M. Rodenbach. - Oui. Je la suppose close ; car sous peu de jours la chambre ne sera plus en nombre ; il lui sera difficile de terminer les lois dont elle a commencé l'examen. Je ne suppose pas que la chambre reste réunie au-delà du 15 ou du 20 de ce mois. (Ce que j'en dis n'est pas pour moi-même ; car je ne suis jamais un des premiers à partir). Je dis donc que lorsque les chambres se seront séparées, le gouvernement, armé de la loi du tarif de 1822, pourra recourir à des mesures de représailles, si la France prend des mesures qui tendent à ruiner la principale industrie des deux Flandres. Si le ministère ne le fait pas, nous serons forcés de prendre les mesures nécessaires pour qu'une loi soit votée par les chambres.
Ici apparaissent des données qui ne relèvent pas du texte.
//! Turns a raw command line into a [`Command`].
//!
//! Parsing runs in fixed stages: the [`tokenizer`] splits arguments into a
//! preamble and prefixed values, the [`prefix_guard`] rejects repeated
//! single-valued fields, the field validators build value objects, and the
//! [`index_expression`] resolvers turn the preamble into positions. Nothing
//! here looks at the record list.

pub mod add;
pub mod delete;
pub mod edit;
pub mod filter;
pub mod index_expression;
pub mod prefix_guard;
pub mod status;
pub mod syntax;
pub mod tokenizer;
mod values;

use log::debug;

use crate::commands::{
    add as add_command, delete as delete_command, edit as edit_command,
    filter as filter_command, general, status as status_command, Command, ExitCommand,
    HelpCommand, ListCommand, MetricsCommand,
};
use crate::error::{Error, Result};

// Re-exports for convenience
pub use index_expression::{
    parse_comma_separated, parse_comma_separated_strict, parse_index, parse_whitespace_separated,
};
pub use prefix_guard::ensure_single_valued;
pub use syntax::Prefix;
pub use tokenizer::{tokenize, FieldMap};

/// Usage text of every command, in the order `help` lists them.
pub const ALL_USAGES: [&str; 9] = [
    add_command::MESSAGE_USAGE,
    edit_command::MESSAGE_USAGE,
    status_command::MESSAGE_USAGE,
    delete_command::MESSAGE_USAGE,
    filter_command::MESSAGE_USAGE,
    general::LIST_USAGE,
    general::METRICS_USAGE,
    general::HELP_USAGE,
    general::EXIT_USAGE,
];

/// Parses one command line.
///
/// The first word selects the command; the rest is handed to that
/// command's parser.
///
/// # Errors
///
/// Returns [`Error::UnknownCommand`] for an unrecognized command word and
/// [`Error::InvalidCommandFormat`] for a blank line; otherwise the command
/// parser's error.
pub fn parse_command(input: &str) -> Result<Command> {
    let input = input.trim();
    if input.is_empty() {
        return Err(Error::InvalidCommandFormat {
            usage: general::HELP_USAGE,
        });
    }

    let (command_word, arguments) = match input.split_once(char::is_whitespace) {
        Some((command_word, arguments)) => (command_word, arguments),
        None => (input, ""),
    };
    debug!("Parsing `{}` command with arguments `{}`", command_word, arguments);

    match command_word {
        add_command::COMMAND_WORD => add::parse(arguments).map(Command::Add),
        edit_command::COMMAND_WORD => edit::parse(arguments),
        delete_command::COMMAND_WORD => delete::parse(arguments).map(Command::Delete),
        filter_command::COMMAND_WORD => filter::parse(arguments).map(Command::Filter),
        status_command::COMMAND_WORD => status::parse(arguments).map(Command::Status),
        general::LIST_COMMAND_WORD => Ok(Command::List(ListCommand)),
        general::HELP_COMMAND_WORD => Ok(Command::Help(HelpCommand)),
        general::METRICS_COMMAND_WORD => Ok(Command::Metrics(MetricsCommand)),
        general::EXIT_COMMAND_WORD => Ok(Command::Exit(ExitCommand)),
        unknown => Err(Error::UnknownCommand(unknown.to_string())),
    }
}

#[cfg(test)]
mod tests {
    use super::*;

    #[test]
    fn test_dispatch_by_command_word() {
        assert!(matches!(parse_command("add n/Acme"), Ok(Command::Add(_))));
        assert!(matches!(parse_command("edit 1 s/offer"), Ok(Command::Edit(_))));
        assert!(matches!(parse_command("edit 1,2 s/offer"), Ok(Command::BatchEdit(_))));
        assert!(matches!(parse_command("delete 1"), Ok(Command::Delete(_))));
        assert!(matches!(parse_command("filter s/offer"), Ok(Command::Filter(_))));
        assert!(matches!(parse_command("status 1 s/offer"), Ok(Command::Status(_))));
        assert!(matches!(parse_command("  list  "), Ok(Command::List(_))));
        assert!(matches!(parse_command("help"), Ok(Command::Help(_))));
        assert!(matches!(parse_command("metrics"), Ok(Command::Metrics(_))));
        assert!(matches!(parse_command("exit"), Ok(Command::Exit(_))));
    }

    #[test]
    fn test_unknown_and_blank() {
        assert!(matches!(parse_command("frobnicate 1"), Err(Error::UnknownCommand(ref word)) if word == "frobnicate"));
        assert!(matches!(parse_command("   "), Err(Error::InvalidCommandFormat { .. })));
    }

    #[test]
    fn test_command_words_are_case_sensitive() {
        assert!(matches!(parse_command("ADD n/Acme"), Err(Error::UnknownCommand(_))));
    }
}
//! Field-value helpers shared by the command parsers.

use indexmap::IndexSet;

use crate::error::Result;
use crate::fields::Tag;

/// Parses every tag value, failing on the first invalid one.
pub(crate) fn parse_tags(values: &[String]) -> Result<IndexSet<Tag>> {
    values.iter().map(|value| Tag::parse(value)).collect()
}

/// Tags for an edit: `None` when no `t/` was given, an empty set when a
/// single empty `t/` asks to clear them.
pub(crate) fn parse_tags_for_edit(values: &[String]) -> Result<Option<IndexSet<Tag>>> {
    match values {
        [] => Ok(None),
        [only] if only.trim().is_empty() => Ok(Some(IndexSet::new())),
        values => parse_tags(values).map(Some),
    }
}
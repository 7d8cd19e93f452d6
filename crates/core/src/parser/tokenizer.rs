//! Splits command arguments into prefixed field values.
//!
//! A prefix only counts when it starts the text or follows whitespace, so
//! `e/hr@acme.com` inside a remark such as `r/see e/hr` still splits but
//! `r/and/or` does not. No validation happens here.

use indexmap::IndexMap;
use log::debug;

use crate::parser::syntax::Prefix;

/// Field values keyed by prefix, in the order each prefix first appeared.
#[derive(Debug, Clone, Default, PartialEq, Eq)]
pub struct FieldMap {
    preamble: String,
    values: IndexMap<Prefix, Vec<String>>,
}

impl FieldMap {
    /// Text before the first recognized prefix, trimmed.
    #[must_use]
    pub fn preamble(&self) -> &str {
        &self.preamble
    }

    /// The last value given for `prefix`.
    #[must_use]
    pub fn value(&self, prefix: Prefix) -> Option<&str> {
        self.values
            .get(&prefix)
            .and_then(|values| values.last())
            .map(String::as_str)
    }

    /// Every value given for `prefix`, in input order.
    #[must_use]
    pub fn all_values(&self, prefix: Prefix) -> &[String] {
        self.values
            .get(&prefix)
            .map(Vec::as_slice)
            .unwrap_or_default()
    }

    #[must_use]
    pub fn contains(&self, prefix: Prefix) -> bool {
        self.values.contains_key(&prefix)
    }

    #[must_use]
    pub fn occurrences(&self, prefix: Prefix) -> usize {
        self.all_values(prefix).len()
    }
}

fn starts_token(arguments: &str, position: usize) -> bool {
    position == 0
        || arguments[..position]
            .chars()
            .next_back()
            .is_some_and(char::is_whitespace)
}

/// Finds every `(position, prefix)` in `arguments`, ordered by position.
fn find_prefix_positions(arguments: &str, prefixes: &[Prefix]) -> Vec<(usize, Prefix)> {
    let mut positions: Vec<(usize, Prefix)> = prefixes
        .iter()
        .flat_map(|prefix| {
            arguments
                .match_indices(prefix.as_str())
                .filter(|(position, _)| starts_token(arguments, *position))
                .map(|(position, _)| (position, *prefix))
        })
        .collect();

    // Longest prefix wins when two start at the same place.
    positions.sort_by(|(a, a_prefix), (b, b_prefix)| {
        a.cmp(b)
            .then_with(|| b_prefix.as_str().len().cmp(&a_prefix.as_str().len()))
    });
    positions.dedup_by_key(|(position, _)| *position);
    positions
}

/// Tokenizes `arguments` against the recognized `prefixes`.
#[must_use]
pub fn tokenize(arguments: &str, prefixes: &[Prefix]) -> FieldMap {
    let positions = find_prefix_positions(arguments, prefixes);

    let preamble_end = positions
        .first()
        .map_or(arguments.len(), |(position, _)| *position);

    let mut field_map = FieldMap {
        preamble: arguments[..preamble_end].trim().to_string(),
        values: IndexMap::new(),
    };

    for (i, (position, prefix)) in positions.iter().enumerate() {
        let value_start = position + prefix.as_str().len();
        let value_end = positions
            .get(i + 1)
            .map_or(arguments.len(), |(next, _)| *next);

        field_map
            .values
            .entry(*prefix)
            .or_default()
            .push(arguments[value_start..value_end].trim().to_string());
    }

    debug!(
        "Tokenized `{}` into preamble `{}` and {} prefixed value(s)",
        arguments,
        field_map.preamble,
        positions.len()
    );

    field_map
}

#[cfg(test)]
mod tests {
    use super::*;
    use crate::parser::syntax::{PREFIX_NAME, PREFIX_REMARK, PREFIX_TAG, RECORD_PREFIXES};

    #[test]
    fn test_preamble_only() {
        let map = tokenize("  1, 2  ", &RECORD_PREFIXES);
        assert_eq!(map.preamble(), "1, 2");
        assert!(!map.contains(PREFIX_NAME));
    }

    #[test]
    fn test_values_and_preamble() {
        let map = tokenize("3 n/Acme Corp  t/remote t/paid", &RECORD_PREFIXES);
        assert_eq!(map.preamble(), "3");
        assert_eq!(map.value(PREFIX_NAME), Some("Acme Corp"));
        assert_eq!(map.all_values(PREFIX_TAG), ["remote", "paid"]);
    }

    #[test]
    fn test_repeated_prefix_keeps_all_values_in_order() {
        let map = tokenize("n/A n/B", &RECORD_PREFIXES);
        assert_eq!(map.all_values(PREFIX_NAME), ["A", "B"]);
        assert_eq!(map.value(PREFIX_NAME), Some("B"));
        assert_eq!(map.occurrences(PREFIX_NAME), 2);
    }

    #[test]
    fn test_embedded_prefix_is_part_of_value() {
        let map = tokenize("r/and/or n/Acme", &RECORD_PREFIXES);
        assert_eq!(map.value(PREFIX_REMARK), Some("and/or"));
        assert_eq!(map.value(PREFIX_NAME), Some("Acme"));
    }

    #[test]
    fn test_unrecognized_prefix_is_inert() {
        let map = tokenize("n/Acme x/ignored", &[PREFIX_NAME]);
        assert_eq!(map.value(PREFIX_NAME), Some("Acme x/ignored"));
    }

    #[test]
    fn test_empty_value() {
        let map = tokenize("1 t/", &RECORD_PREFIXES);
        assert_eq!(map.all_values(PREFIX_TAG), [""]);
    }
}
//! Terminal confirmation prompt.

use std::io::{self, stdin, stdout, BufRead, Write};

use crossterm::queue;
use crossterm::style::{Attribute, Color, Print, SetAttribute, SetForegroundColor};
use jobtrack_core::confirmation::{Confirmation, ConfirmationConfig};
use log::{info, warn};

/// Asks on the terminal before destructive actions go ahead.
///
/// The prompt blocks until the user answers. When the configuration says
/// to auto-approve, nothing is printed and every request is approved.
#[derive(Debug, Clone, Copy)]
pub struct TerminalConfirmation {
    config: ConfirmationConfig,
}

impl TerminalConfirmation {
    #[must_use]
    pub fn new(config: ConfirmationConfig) -> Self {
        Self { config }
    }
}

impl Confirmation for TerminalConfirmation {
    fn confirm(&self, title: &str, header: &str, body: &str) -> bool {
        if self.config.auto_approve {
            info!("Auto-approving `{title}`");
            return true;
        }

        match prompt_for_confirmation(&mut stdin().lock(), &mut stdout(), title, header, body) {
            Ok(answer) => answer,
            Err(e) => {
                warn!("Could not read confirmation, treating it as declined: {e}");
                false
            }
        }
    }
}

/// Prints the confirmation text and reads answers until one is recognized.
///
/// An empty answer or end of input declines.
///
/// # Errors
///
/// Returns an error if writing the prompt or reading the answer fails.
pub fn prompt_for_confirmation(
    input: &mut impl BufRead,
    output: &mut impl Write,
    title: &str,
    header: &str,
    body: &str,
) -> io::Result<bool> {
    queue!(
        output,
        SetAttribute(Attribute::Bold),
        Print(title),
        SetAttribute(Attribute::Reset),
        Print("\n"),
        SetForegroundColor(Color::Yellow),
        Print(header),
        SetAttribute(Attribute::Reset),
        Print("\n"),
        Print(body),
        Print("\n")
    )?;

    loop {
        write!(output, "Proceed? ([y]es/[N]o): ")?;
        output.flush()?;

        let mut answer = String::new();
        if input.read_line(&mut answer)? == 0 {
            return Ok(false);
        }

        match answer.trim().to_lowercase().as_str() {
            "y" | "yes" => return Ok(true),
            "" | "n" | "no" => return Ok(false),
            _ => {}
        }
    }
}

#[cfg(test)]
mod tests {
    use super::*;
    use std::io::Cursor;

    fn answer(input: &str) -> (bool, String) {
        let mut output = Vec::new();
        let answer = prompt_for_confirmation(
            &mut Cursor::new(input),
            &mut output,
            "Delete applications",
            "Delete 1 application(s)?",
            "1. Acme",
        )
        .unwrap();
        (answer, String::from_utf8(output).unwrap())
    }

    #[test]
    fn test_yes_approves() {
        assert!(answer("y\n").0);
        assert!(answer("YES\n").0);
    }

    #[test]
    fn test_default_declines() {
        assert!(!answer("\n").0);
        assert!(!answer("n\n").0);
        assert!(!answer("").0);
    }

    #[test]
    fn test_unrecognized_answer_asks_again() {
        let (approved, output) = answer("maybe\ny\n");
        assert!(approved);
        assert_eq!(output.matches("Proceed?").count(), 2);
    }

    #[test]
    fn test_prompt_shows_affected_records() {
        let (_, output) = answer("n\n");
        assert!(output.contains("Delete 1 application(s)?"));
        assert!(output.contains("1. Acme"));
    }

    #[test]
    fn test_auto_approve_skips_prompt() {
        let confirmation = TerminalConfirmation::new(ConfirmationConfig { auto_approve: true });
        assert!(confirmation.confirm("title", "header", "body"));
    }
}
M. Desmet. - Je suis de l'opinion de l'honorable M. Dumortier qu'il faut agir avec réserve pour tout ce qui concerne le tarif des douanes, surtout peut-être quand il s'agit d'un pays voisin avec lequel nous avons des liaisons de commerce assez étendues. Mais je ferai cependant observer que notre réserve dure un peu longtemps, puisqu'elle n'a pas eu d'effet favorable pour nous. Depuis quelques années, nous avons fait de grandes concessions en faveur de la France et continuellement elle agit contre nous dans les modifications qu'elle porte à son tarif ; et aujourd'hui encore la mesure qu'elle va prendre sur les fils de toile, ce sera encore une fois la Belgique qui en pâtira le plus car, quoiqu'on dise que la majoration des droits est surtout dirigée contre les marchandises anglaises, ne doutez pas cependant que ce ne soient nos toiles qui soient le plus atteintes. Ne soyons pas toujours dupes, et quand nous voyons que tous nos voisins prennent des mesures de protection pour leur industrie, faisons, pour l'amour de Dieu, de même et ayons au moins l’adresse de conserver notre propre marché.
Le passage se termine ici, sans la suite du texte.